Stable
- Members: Alexandra York Michael Wallstreet Terrance Taylor Richard Morton Thomas Rich Mr. Hughes
- Debut: 1990
- Disbanded: 1992

= York Foundation =

Professional wrestling stable

The York Foundation was a professional wrestling stable in World Championship Wrestling between 1990 and 1992. It was led by tech-savvy businesswoman Alexandra York, and comprised former babyfaces who adopted formal wear and formalized their ring names upon joining.

==History==
Ms. Alexandra York entered WCW near the end of 1990 as the manager and financial analyst of Mike Rotunda. According to the storyline Rotunda had inherited a lot of money, turned heel and then adopted the name “Michael Wallstreet” (a gimmick patterned after Gordon Gekko from the film Wall Street). Ms. York would use her laptop to analyze Wallstreet's opponents and help him win matches. Wallstreet started off strong by defeating The Starblazer at Clash of the Champions XIII before engaging in a feud with Terry Taylor. Ms. York claimed that her computer program predicted that Wallstreet could beat Taylor in less than nine minutes, so during their Starrcade 1990 match a nine-minute countdown clock was used. Wallstreet won the match within the time limit. In early 1991, Rotunda left WCW and signed with the World Wrestling Federation where he became a “ruthless tax collector” known as Irwin R. Schyster.

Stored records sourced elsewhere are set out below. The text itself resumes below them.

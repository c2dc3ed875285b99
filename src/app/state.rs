//! Application state management.

use std::sync::Arc;

use tracing::warn;

use crate::domain::{
    AccountService, DatabaseClient, HealthResponse, HealthStatus, TransactionService,
};

use super::service::{LedgerAccountService, LedgerTransactionService};

/// Shared application state
#[derive(Clone)]
pub struct AppState {
    pub db_client: Arc<dyn DatabaseClient>,
    pub accounts: Arc<dyn AccountService>,
    pub transactions: Arc<dyn TransactionService>,
}

impl AppState {
    /// Create state with ledger services over the given store
    #[must_use]
    pub fn new(db_client: Arc<dyn DatabaseClient>) -> Self {
        let accounts = Arc::new(LedgerAccountService::new(Arc::clone(&db_client)));
        let transactions = Arc::new(LedgerTransactionService::new(Arc::clone(&db_client)));
        Self::with_services(db_client, accounts, transactions)
    }

    /// Create state with explicit collaborators
    #[must_use]
    pub fn with_services(
        db_client: Arc<dyn DatabaseClient>,
        accounts: Arc<dyn AccountService>,
        transactions: Arc<dyn TransactionService>,
    ) -> Self {
        Self {
            db_client,
            accounts,
            transactions,
        }
    }

    /// Check the account store
    pub async fn health_check(&self) -> HealthResponse {
        let database = match self.db_client.health_check().await {
            Ok(()) => HealthStatus::Healthy,
            Err(e) => {
                warn!(error = %e, "Account store health check failed");
                HealthStatus::Unhealthy
            }
        };
        HealthResponse::new(database)
    }
}
//! Deposit into an account identified by account number alone.
//!
//! Only the target account number is validated here, unlike withdrawal which
//! checks the full search criteria.

use axum::http::StatusCode;
use serde::Serialize;
use tracing::instrument;

use crate::domain::messages::{INVALID_SEARCH_CRITERIA, NO_ACCOUNT_FOUND, SUCCESS};
use crate::domain::validation::is_account_no_valid;
use crate::domain::{
    AccountService, AppError, BalanceAction, DepositInput, Outcome, OutcomeBuilder,
    TransactionService,
};

#[derive(Debug, Clone, Copy, PartialEq, Eq, Hash, Serialize)]
#[serde(rename_all = "SCREAMING_SNAKE_CASE")]
pub enum DepositStep {
    PreValidation,
    ValidationFailedGeneric,
    AccountLookup,
    ResultEmpty,
    BalanceUpdate,
    ResultSuccess,
}

#[instrument(skip_all, fields(amount = %input.amount))]
pub async fn evaluate_deposit(
    accounts: &dyn AccountService,
    transactions: &dyn TransactionService,
    input: &DepositInput,
) -> Result<Outcome<String, DepositStep>, AppError> {
    let mut builder = OutcomeBuilder::begin();
    builder.record(DepositStep::PreValidation);

    if !is_account_no_valid(&input.target_account_no) {
        builder.record(DepositStep::ValidationFailedGeneric);
        return Ok(builder.invalid(StatusCode::BAD_REQUEST, Some(INVALID_SEARCH_CRITERIA)));
    }

    builder.record(DepositStep::AccountLookup);
    let Some(account) = accounts
        .get_account_by_number(&input.target_account_no)
        .await?
    else {
        builder.record(DepositStep::ResultEmpty);
        return Ok(builder.empty(StatusCode::OK, Some(NO_ACCOUNT_FOUND)));
    };

    builder.record(DepositStep::BalanceUpdate);
    transactions
        .update_account_balance(&account, input.amount, BalanceAction::Deposit)
        .await?;

    builder.record(DepositStep::ResultSuccess);
    Ok(builder.success(SUCCESS.to_string(), StatusCode::OK))
}

#[cfg(test)]
mod tests {
    use super::*;
    use crate::domain::OutcomeKind;
    use crate::test_utils::{MockAccountService, MockTransactionService};
    use rust_decimal_macros::dec;

    fn deposit(target: &str) -> DepositInput {
        DepositInput {
            target_account_no: target.to_string(),
            amount: dec!(50),
        }
    }

    #[tokio::test]
    async fn test_invalid_account_number_skips_lookup() {
        let accounts = MockAccountService::new();
        let transactions = MockTransactionService::new();

        let outcome = evaluate_deposit(&accounts, &transactions, &deposit("12-34"))
            .await
            .unwrap();

        assert_eq!(outcome.kind(), OutcomeKind::InvalidInput);
        assert_eq!(outcome.status(), StatusCode::BAD_REQUEST);
        assert_eq!(outcome.message(), Some(INVALID_SEARCH_CRITERIA));
        assert!(accounts.number_lookups().is_empty());
        assert!(transactions.updates().is_empty());
        assert_eq!(
            outcome.decision_trail(),
            &[DepositStep::PreValidation, DepositStep::ValidationFailedGeneric]
        );
    }

    #[tokio::test]
    async fn test_deposit_updates_balance() {
        let accounts = MockAccountService::new();
        let account = accounts.seed("12-34-56", "12345678", dec!(0));
        let transactions = MockTransactionService::new();

        let outcome = evaluate_deposit(&accounts, &transactions, &deposit("12345678"))
            .await
            .unwrap();

        assert_eq!(outcome.kind(), OutcomeKind::Success);
        assert_eq!(accounts.number_lookups(), vec!["12345678".to_string()]);
        assert_eq!(
            transactions.updates(),
            vec![(account.id, dec!(50), BalanceAction::Deposit)]
        );
        assert_eq!(
            outcome.decision_trail(),
            &[
                DepositStep::PreValidation,
                DepositStep::AccountLookup,
                DepositStep::BalanceUpdate,
                DepositStep::ResultSuccess,
            ]
        );
    }

    #[tokio::test]
    async fn test_unknown_account_is_empty_result() {
        let accounts = MockAccountService::new();
        let transactions = MockTransactionService::new();

        let outcome = evaluate_deposit(&accounts, &transactions, &deposit("87654321"))
            .await
            .unwrap();

        assert_eq!(outcome.kind(), OutcomeKind::EmptyResult);
        assert_eq!(outcome.status(), StatusCode::OK);
        assert!(transactions.updates().is_empty());
    }
}
//! Withdrawal from an account identified by sort code and account number.

use axum::http::StatusCode;
use serde::Serialize;
use tracing::instrument;

use crate::domain::messages::{
    INSUFFICIENT_ACCOUNT_BALANCE, INVALID_SEARCH_CRITERIA, NO_ACCOUNT_FOUND, SUCCESS,
};
use crate::domain::validation::is_search_criteria_valid;
use crate::domain::{
    AccountService, AppError, BalanceAction, Outcome, OutcomeBuilder, TransactionService,
    WithdrawInput,
};

#[derive(Debug, Clone, Copy, PartialEq, Eq, Hash, Serialize)]
#[serde(rename_all = "SCREAMING_SNAKE_CASE")]
pub enum WithdrawalStep {
    PreValidation,
    ValidationFailedGeneric,
    AccountLookup,
    ResultEmpty,
    BalanceCheck,
    InsufficientFunds,
    BalanceUpdate,
    ResultSuccess,
}

#[instrument(skip_all, fields(amount = %input.amount))]
pub async fn evaluate_withdrawal(
    accounts: &dyn AccountService,
    transactions: &dyn TransactionService,
    input: &WithdrawInput,
) -> Result<Outcome<String, WithdrawalStep>, AppError> {
    let mut builder = OutcomeBuilder::begin();
    builder.record(WithdrawalStep::PreValidation);

    if !is_search_criteria_valid(&input.account()) {
        builder.record(WithdrawalStep::ValidationFailedGeneric);
        return Ok(builder.invalid(StatusCode::BAD_REQUEST, Some(INVALID_SEARCH_CRITERIA)));
    }

    builder.record(WithdrawalStep::AccountLookup);
    let Some(account) = accounts
        .get_account(&input.sort_code, &input.account_number)
        .await?
    else {
        builder.record(WithdrawalStep::ResultEmpty);
        return Ok(builder.empty(StatusCode::OK, Some(NO_ACCOUNT_FOUND)));
    };

    builder.record(WithdrawalStep::BalanceCheck);
    if !transactions.is_amount_available(input.amount, account.current_balance) {
        builder.record(WithdrawalStep::InsufficientFunds);
        return Ok(builder.failure(StatusCode::OK, Some(INSUFFICIENT_ACCOUNT_BALANCE)));
    }

    builder.record(WithdrawalStep::BalanceUpdate);
    let applied = transactions
        .update_account_balance(&account, input.amount, BalanceAction::Withdraw)
        .await?;
    if !applied {
        builder.record(WithdrawalStep::InsufficientFunds);
        return Ok(builder.failure(StatusCode::OK, Some(INSUFFICIENT_ACCOUNT_BALANCE)));
    }

    builder.record(WithdrawalStep::ResultSuccess);
    Ok(builder.success(SUCCESS.to_string(), StatusCode::OK))
}
//! In-memory account store.
//!
//! Used when no `DATABASE_URL` is configured and as the backing store for
//! test doubles. Reads are lock-free through `DashMap`; every mutation holds a
//! single write lock and re-reads the balance it changes under that lock.

use std::sync::{Mutex, MutexGuard};

use async_trait::async_trait;
use chrono::Utc;
use dashmap::DashMap;
use dashmap::mapref::entry::Entry;
use rust_decimal::Decimal;
use tracing::{debug, instrument};
use uuid::Uuid;

use crate::domain::{
    Account, AppError, BalanceAction, DatabaseClient, DatabaseError, TransactionRecord,
};

#[derive(Debug, Default)]
pub struct InMemoryClient {
    accounts: DashMap<Uuid, Account>,
    /// (sort code, account number) -> account id
    identifiers: DashMap<(String, String), Uuid>,
    transactions: Mutex<Vec<TransactionRecord>>,
    write_lock: Mutex<()>,
}

impl InMemoryClient {
    #[must_use]
    pub fn new() -> Self {
        Self::default()
    }

    #[must_use]
    pub fn len(&self) -> usize {
        self.accounts.len()
    }

    #[must_use]
    pub fn is_empty(&self) -> bool {
        self.accounts.is_empty()
    }

    /// All transaction records in insertion order
    #[must_use]
    pub fn transactions(&self) -> Vec<TransactionRecord> {
        match self.transactions.lock() {
            Ok(records) => records.clone(),
            Err(poisoned) => poisoned.into_inner().clone(),
        }
    }

    /// Account by id
    #[must_use]
    pub fn account(&self, id: Uuid) -> Option<Account> {
        self.accounts.get(&id).map(|entry| entry.value().clone())
    }

    /// Synchronous insert shared by the async trait method and test seeding
    #[instrument(skip(self, account), fields(sort_code = %account.sort_code, account_number = %account.account_number))]
    pub fn insert(&self, account: &Account) -> Result<(), AppError> {
        let _guard = self.write_guard()?;
        match self
            .identifiers
            .entry((account.sort_code.clone(), account.account_number.clone()))
        {
            Entry::Occupied(_) => Err(DatabaseError::Duplicate(format!(
                "{} {}",
                account.sort_code, account.account_number
            ))
            .into()),
            Entry::Vacant(slot) => {
                slot.insert(account.id);
                self.accounts.insert(account.id, account.clone());
                debug!(count = self.accounts.len(), "Account stored");
                Ok(())
            }
        }
    }

    fn write_guard(&self) -> Result<MutexGuard<'_, ()>, AppError> {
        self.write_lock
            .lock()
            .map_err(|_| AppError::Internal("account store lock poisoned".to_string()))
    }

    fn log(&self) -> Result<MutexGuard<'_, Vec<TransactionRecord>>, AppError> {
        self.transactions
            .lock()
            .map_err(|_| AppError::Internal("transaction log lock poisoned".to_string()))
    }
}

#[async_trait]
impl DatabaseClient for InMemoryClient {
    async fn health_check(&self) -> Result<(), AppError> {
        Ok(())
    }

    #[instrument(skip(self))]
    async fn find_account(
        &self,
        sort_code: &str,
        account_number: &str,
    ) -> Result<Option<Account>, AppError> {
        let key = (sort_code.to_string(), account_number.to_string());
        Ok(self
            .identifiers
            .get(&key)
            .and_then(|id| self.account(*id.value())))
    }

    #[instrument(skip(self))]
    async fn find_account_by_number(
        &self,
        account_number: &str,
    ) -> Result<Option<Account>, AppError> {
        Ok(self
            .accounts
            .iter()
            .filter(|entry| entry.account_number == account_number)
            .min_by_key(|entry| entry.created_at)
            .map(|entry| entry.value().clone()))
    }

    async fn insert_account(&self, account: &Account) -> Result<(), AppError> {
        self.insert(account)
    }

    #[instrument(skip(self))]
    async fn apply_balance_change(
        &self,
        account_id: Uuid,
        amount: Decimal,
        action: BalanceAction,
    ) -> Result<Option<Account>, AppError> {
        let _guard = self.write_guard()?;
        let updated = {
            let mut entry = self
                .accounts
                .get_mut(&account_id)
                .ok_or_else(|| DatabaseError::NotFound(account_id.to_string()))?;
            let Some(next) = action.apply(entry.current_balance, amount) else {
                debug!(balance = %entry.current_balance, "Withdrawal exceeds balance");
                return Ok(None);
            };
            entry.current_balance = next;
            entry.updated_at = Utc::now();
            entry.value().clone()
        };

        let record = match action {
            BalanceAction::Withdraw => TransactionRecord::new(Some(&updated), None, amount),
            BalanceAction::Deposit => TransactionRecord::new(None, Some(&updated), amount),
        };
        self.log()?.push(record);
        Ok(Some(updated))
    }

    #[instrument(skip(self))]
    async fn transfer_funds(
        &self,
        source_id: Uuid,
        target_id: Uuid,
        amount: Decimal,
    ) -> Result<bool, AppError> {
        let _guard = self.write_guard()?;
        let source = self
            .account(source_id)
            .ok_or_else(|| DatabaseError::NotFound(source_id.to_string()))?;
        let target = self
            .account(target_id)
            .ok_or_else(|| DatabaseError::NotFound(target_id.to_string()))?;

        if source.current_balance < amount {
            return Ok(false);
        }

        let now = Utc::now();
        if let Some(mut entry) = self.accounts.get_mut(&source_id) {
            entry.current_balance -= amount;
            entry.updated_at = now;
        }
        if let Some(mut entry) = self.accounts.get_mut(&target_id) {
            entry.current_balance += amount;
            entry.updated_at = now;
        }

        self.log()?
            .push(TransactionRecord::new(Some(&source), Some(&target), amount));
        Ok(true)
    }

    #[instrument(skip(self))]
    async fn list_transactions(
        &self,
        account_id: Uuid,
        limit: i64,
    ) -> Result<Vec<TransactionRecord>, AppError> {
        let limit = usize::try_from(limit.clamp(1, 100)).unwrap_or(100);
        let records = self.log()?;
        Ok(records
            .iter()
            .rev()
            .filter(|r| {
                r.source_account_id == Some(account_id) || r.target_account_id == Some(account_id)
            })
            .take(limit)
            .cloned()
            .collect())
    }
}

With no one to manage, Ms. York started to scout WCW, looking for her next “project”. At Clash of the Champions XIV Ms. York found her man. During a match between Terry Taylor and Ricky Morton Ms. York appeared at ringside, distracted Morton and allowed Taylor to win the match. Taylor's turn did not come as any surprise as he was mistakenly introduced as “the Computerized Man of the 90s” before the match. Taylor joined the York Foundation and insisted on being known as Terrence Taylor from now on and started wearing a business suit. Miss York also added Mr. Hughes as a bodyguard.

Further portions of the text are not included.